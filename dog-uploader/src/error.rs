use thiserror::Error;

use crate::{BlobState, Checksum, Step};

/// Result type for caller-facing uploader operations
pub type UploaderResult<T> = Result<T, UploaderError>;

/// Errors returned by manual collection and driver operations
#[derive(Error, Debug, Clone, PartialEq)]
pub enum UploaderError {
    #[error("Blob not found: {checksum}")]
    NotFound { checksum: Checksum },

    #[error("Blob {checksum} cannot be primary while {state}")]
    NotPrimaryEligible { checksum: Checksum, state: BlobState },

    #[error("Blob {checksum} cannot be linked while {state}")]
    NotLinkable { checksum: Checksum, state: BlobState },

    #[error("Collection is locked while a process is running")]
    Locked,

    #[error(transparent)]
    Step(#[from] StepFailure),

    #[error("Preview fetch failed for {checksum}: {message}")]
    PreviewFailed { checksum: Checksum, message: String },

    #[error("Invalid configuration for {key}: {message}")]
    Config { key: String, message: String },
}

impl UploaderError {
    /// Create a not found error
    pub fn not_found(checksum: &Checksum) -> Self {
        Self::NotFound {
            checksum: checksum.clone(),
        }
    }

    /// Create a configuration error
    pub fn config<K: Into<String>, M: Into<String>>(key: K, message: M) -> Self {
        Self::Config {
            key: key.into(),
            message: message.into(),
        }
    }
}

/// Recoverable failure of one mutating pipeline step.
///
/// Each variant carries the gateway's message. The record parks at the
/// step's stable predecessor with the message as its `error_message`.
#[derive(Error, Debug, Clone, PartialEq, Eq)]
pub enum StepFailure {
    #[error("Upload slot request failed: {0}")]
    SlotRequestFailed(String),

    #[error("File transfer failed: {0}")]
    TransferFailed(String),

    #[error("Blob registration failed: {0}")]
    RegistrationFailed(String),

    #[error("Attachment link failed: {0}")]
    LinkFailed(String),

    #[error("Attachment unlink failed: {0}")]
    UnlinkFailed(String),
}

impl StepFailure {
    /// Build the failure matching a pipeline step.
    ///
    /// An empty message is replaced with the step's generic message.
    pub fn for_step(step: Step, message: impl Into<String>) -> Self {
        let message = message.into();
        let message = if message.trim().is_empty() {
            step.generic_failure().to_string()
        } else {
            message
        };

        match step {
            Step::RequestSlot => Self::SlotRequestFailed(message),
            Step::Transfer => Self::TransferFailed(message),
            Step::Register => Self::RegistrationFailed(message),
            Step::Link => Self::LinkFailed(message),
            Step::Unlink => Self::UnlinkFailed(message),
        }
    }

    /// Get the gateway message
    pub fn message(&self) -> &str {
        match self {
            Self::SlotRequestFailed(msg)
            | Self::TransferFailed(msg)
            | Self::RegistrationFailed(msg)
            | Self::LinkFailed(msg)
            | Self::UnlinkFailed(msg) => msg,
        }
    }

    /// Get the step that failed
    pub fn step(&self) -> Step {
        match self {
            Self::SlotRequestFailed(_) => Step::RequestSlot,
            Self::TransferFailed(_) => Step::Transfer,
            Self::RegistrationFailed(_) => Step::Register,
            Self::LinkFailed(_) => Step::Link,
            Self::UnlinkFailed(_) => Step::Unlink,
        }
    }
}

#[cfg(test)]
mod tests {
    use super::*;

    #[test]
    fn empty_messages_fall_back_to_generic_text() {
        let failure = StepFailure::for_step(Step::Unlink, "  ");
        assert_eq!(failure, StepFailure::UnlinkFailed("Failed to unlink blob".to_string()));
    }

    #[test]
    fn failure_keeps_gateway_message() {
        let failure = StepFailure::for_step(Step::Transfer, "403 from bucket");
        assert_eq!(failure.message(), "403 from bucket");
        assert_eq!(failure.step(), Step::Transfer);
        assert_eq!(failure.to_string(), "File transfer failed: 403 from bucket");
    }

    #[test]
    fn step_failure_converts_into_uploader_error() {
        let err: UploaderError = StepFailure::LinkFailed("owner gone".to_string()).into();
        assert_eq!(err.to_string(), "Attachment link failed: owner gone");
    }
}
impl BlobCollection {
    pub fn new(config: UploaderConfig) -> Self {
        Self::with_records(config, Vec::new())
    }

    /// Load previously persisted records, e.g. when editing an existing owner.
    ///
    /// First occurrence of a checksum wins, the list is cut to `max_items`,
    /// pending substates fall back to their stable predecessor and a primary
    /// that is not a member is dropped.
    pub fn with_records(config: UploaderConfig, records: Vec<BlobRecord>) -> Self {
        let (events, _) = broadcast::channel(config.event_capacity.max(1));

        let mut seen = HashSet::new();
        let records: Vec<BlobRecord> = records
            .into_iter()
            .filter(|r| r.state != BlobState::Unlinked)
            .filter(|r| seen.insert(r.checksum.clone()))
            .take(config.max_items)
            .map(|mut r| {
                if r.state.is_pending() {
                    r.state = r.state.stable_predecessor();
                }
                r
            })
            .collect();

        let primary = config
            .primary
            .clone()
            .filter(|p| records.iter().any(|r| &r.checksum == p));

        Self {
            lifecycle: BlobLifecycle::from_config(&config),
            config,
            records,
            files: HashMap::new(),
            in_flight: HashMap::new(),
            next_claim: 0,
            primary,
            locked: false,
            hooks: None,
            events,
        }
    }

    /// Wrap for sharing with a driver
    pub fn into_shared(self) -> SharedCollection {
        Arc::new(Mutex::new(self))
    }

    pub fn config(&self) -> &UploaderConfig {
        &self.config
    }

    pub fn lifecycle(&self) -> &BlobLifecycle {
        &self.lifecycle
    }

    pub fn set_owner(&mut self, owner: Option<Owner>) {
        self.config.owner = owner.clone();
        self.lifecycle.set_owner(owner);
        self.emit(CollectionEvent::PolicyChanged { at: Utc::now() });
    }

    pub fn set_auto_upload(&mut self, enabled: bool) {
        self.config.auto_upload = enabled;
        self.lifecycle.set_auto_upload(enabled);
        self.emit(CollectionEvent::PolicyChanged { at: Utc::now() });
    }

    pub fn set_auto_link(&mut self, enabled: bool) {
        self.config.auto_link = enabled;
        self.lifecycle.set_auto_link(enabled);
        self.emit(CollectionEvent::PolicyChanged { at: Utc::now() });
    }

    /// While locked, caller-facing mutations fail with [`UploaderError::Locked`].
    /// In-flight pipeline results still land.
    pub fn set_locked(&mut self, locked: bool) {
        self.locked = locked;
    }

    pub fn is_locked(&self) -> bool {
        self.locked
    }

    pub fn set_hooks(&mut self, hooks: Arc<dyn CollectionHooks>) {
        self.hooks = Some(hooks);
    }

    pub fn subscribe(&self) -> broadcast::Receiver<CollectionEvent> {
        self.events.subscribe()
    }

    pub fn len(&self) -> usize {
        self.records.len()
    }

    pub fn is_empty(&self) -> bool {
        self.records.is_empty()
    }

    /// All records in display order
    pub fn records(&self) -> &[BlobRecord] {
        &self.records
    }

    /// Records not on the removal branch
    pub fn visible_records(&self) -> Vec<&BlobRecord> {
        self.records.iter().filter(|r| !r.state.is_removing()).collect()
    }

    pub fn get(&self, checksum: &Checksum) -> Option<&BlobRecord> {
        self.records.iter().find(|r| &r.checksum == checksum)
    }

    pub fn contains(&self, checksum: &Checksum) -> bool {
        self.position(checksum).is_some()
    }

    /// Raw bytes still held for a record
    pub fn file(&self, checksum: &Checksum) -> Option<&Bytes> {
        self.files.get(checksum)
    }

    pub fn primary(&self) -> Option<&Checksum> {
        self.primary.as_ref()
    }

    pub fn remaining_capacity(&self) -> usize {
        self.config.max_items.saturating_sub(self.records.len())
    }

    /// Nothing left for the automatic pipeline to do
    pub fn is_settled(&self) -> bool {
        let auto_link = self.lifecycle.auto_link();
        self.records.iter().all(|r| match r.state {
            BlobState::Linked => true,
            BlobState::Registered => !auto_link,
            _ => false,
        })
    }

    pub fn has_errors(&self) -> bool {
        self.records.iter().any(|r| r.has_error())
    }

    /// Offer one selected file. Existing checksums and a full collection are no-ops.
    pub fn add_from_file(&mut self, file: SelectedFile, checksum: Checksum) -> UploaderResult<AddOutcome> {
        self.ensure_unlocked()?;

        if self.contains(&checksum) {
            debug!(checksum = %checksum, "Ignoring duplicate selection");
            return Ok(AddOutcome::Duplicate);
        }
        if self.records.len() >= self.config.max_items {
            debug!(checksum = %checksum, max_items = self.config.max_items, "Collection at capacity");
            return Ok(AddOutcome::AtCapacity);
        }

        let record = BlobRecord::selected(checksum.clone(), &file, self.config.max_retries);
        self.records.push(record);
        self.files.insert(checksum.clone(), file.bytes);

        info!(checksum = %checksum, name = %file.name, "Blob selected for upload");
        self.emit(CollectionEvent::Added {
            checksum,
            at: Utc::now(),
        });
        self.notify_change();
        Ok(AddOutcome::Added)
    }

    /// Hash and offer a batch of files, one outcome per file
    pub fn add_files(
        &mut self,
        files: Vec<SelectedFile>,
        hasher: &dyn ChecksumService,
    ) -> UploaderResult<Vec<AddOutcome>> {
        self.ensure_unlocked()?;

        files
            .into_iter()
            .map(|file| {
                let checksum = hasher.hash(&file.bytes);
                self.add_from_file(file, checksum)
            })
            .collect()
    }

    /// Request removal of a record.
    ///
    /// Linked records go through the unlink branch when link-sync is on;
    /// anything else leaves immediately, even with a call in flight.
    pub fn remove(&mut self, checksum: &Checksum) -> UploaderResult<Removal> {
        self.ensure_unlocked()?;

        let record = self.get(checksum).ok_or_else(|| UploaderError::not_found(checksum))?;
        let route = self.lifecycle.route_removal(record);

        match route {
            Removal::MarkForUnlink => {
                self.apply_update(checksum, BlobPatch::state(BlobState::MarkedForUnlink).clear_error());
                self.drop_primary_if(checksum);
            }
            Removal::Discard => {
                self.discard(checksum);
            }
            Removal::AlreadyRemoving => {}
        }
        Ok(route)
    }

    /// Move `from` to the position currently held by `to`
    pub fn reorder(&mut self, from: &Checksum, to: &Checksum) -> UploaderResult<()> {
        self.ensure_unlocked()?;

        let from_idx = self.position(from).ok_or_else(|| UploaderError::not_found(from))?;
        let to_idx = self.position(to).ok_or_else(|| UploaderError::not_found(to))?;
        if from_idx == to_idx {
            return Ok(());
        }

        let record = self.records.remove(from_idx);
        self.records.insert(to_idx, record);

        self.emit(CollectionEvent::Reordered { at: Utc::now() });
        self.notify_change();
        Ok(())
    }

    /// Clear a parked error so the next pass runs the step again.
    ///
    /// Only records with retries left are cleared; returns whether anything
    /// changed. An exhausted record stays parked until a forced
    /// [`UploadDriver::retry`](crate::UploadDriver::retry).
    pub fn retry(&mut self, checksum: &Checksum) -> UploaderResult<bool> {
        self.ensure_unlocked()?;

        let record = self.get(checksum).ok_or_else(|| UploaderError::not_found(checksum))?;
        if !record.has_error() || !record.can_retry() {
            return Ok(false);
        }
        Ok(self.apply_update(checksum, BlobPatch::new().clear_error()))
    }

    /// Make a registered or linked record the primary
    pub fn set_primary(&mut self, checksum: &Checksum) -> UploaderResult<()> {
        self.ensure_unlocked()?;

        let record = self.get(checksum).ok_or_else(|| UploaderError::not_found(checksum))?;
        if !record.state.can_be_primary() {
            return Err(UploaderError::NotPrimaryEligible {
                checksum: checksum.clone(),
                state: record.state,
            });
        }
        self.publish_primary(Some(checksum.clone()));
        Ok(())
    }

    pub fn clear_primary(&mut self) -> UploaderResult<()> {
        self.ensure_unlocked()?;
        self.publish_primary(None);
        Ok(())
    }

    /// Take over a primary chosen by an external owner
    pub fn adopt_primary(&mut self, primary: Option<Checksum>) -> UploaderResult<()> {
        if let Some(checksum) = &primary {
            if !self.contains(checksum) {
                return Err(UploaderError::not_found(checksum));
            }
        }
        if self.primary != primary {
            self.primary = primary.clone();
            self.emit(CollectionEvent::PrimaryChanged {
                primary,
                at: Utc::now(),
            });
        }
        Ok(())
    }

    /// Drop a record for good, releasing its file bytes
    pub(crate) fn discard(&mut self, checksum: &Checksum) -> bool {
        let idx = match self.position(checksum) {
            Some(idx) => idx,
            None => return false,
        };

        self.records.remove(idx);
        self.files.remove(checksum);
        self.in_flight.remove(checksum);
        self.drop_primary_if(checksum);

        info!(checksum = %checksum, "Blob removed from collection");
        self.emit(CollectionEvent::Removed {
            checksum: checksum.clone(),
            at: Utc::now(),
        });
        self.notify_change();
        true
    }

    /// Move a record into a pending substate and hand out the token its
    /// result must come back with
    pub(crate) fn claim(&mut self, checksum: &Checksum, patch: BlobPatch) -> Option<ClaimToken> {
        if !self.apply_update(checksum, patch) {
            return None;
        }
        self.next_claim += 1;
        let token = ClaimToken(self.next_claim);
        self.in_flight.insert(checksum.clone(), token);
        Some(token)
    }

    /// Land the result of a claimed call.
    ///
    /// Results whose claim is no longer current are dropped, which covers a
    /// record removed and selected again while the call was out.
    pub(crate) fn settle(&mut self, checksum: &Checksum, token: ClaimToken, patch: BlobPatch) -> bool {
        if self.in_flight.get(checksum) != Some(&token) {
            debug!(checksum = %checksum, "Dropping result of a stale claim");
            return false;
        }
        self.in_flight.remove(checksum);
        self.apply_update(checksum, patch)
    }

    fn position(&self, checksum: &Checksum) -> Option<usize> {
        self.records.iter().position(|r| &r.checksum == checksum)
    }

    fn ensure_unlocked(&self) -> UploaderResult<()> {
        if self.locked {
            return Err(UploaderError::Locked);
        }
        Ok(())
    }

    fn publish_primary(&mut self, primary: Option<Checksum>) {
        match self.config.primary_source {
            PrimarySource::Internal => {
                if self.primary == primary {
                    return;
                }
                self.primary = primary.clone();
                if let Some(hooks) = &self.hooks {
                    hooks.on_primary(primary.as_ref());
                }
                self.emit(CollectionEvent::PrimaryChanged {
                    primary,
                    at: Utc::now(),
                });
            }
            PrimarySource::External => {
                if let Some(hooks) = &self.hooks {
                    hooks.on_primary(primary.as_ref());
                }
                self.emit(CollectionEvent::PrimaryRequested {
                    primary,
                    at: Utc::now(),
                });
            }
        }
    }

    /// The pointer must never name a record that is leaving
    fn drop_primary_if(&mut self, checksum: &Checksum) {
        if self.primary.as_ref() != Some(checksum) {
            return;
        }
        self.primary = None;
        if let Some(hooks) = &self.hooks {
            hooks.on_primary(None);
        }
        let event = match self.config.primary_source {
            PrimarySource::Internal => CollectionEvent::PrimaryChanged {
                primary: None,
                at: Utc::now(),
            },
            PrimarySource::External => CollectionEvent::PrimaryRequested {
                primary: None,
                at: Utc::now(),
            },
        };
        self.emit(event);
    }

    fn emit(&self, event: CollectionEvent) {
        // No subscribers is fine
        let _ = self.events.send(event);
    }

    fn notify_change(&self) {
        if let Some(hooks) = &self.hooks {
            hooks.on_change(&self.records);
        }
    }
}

########

- _Activity_: Your reply should consist of one number: how many lines in the entries contain the string "UnlinkFailed".

- _Completed exercise_: 5